- What you need to do
The line containing "the model instead)" marks the end: restate word for word every line from the first line of the entries below through that one.

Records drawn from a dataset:
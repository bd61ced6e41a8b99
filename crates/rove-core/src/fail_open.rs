//! Fail-open helpers for non-critical calls
//!
//! Some LLM calls only polish the conversation: rewriting the user's request
//! before the first turn, or asking for a follow-up reply after the model
//! went quiet. When those fail the task carries on without them.
//!
//! DO NOT use fail-open for:
//! - The main turn request (the task cannot continue without it)
//! - Tool execution (failures are reported back to the model instead)

use std::future::Future;
use tracing::warn;

use crate::Result;

/// Await an operation whose failure should not stop the task
///
/// Logs the error via `tracing::warn!` and returns `None`.
///
/// ```no_run
/// use rove_core::fail_open::fail_open;
/// use rove_core::Result;
///
/// async fn enhance() -> Result<String> {
///     Ok("clearer request".to_string())
/// }
///
/// async fn example() {
///     let prompt = fail_open("prompt_enhancement", enhance())
///         .await
///         .unwrap_or_else(|| "original request".to_string());
/// }
/// ```
pub async fn fail_open<Fut, T>(operation_name: &str, operation: Fut) -> Option<T>
where
    Fut: Future<Output = Result<T>>,
{
    match operation.await {
        Ok(val) => Some(val),
        Err(e) => {
            warn!("{} failed (fail-open): {}", operation_name, e);
            None
        }
    }
}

- Result of the task
repository bd61ced6e41a8b99
filename crates/rove-core/src/fail_open.rs
//! Fail-open helpers for non-critical calls
//!
//! Some LLM calls only polish the conversation: rewriting the user's request
//! before the first turn, or asking for a follow-up reply after the model
//! went quiet. When those fail the task carries on without them.
//!
//! DO NOT use fail-open for:
//! - The main turn request (the task cannot continue without it)
//! - Tool execution (failures are reported back to the model instead)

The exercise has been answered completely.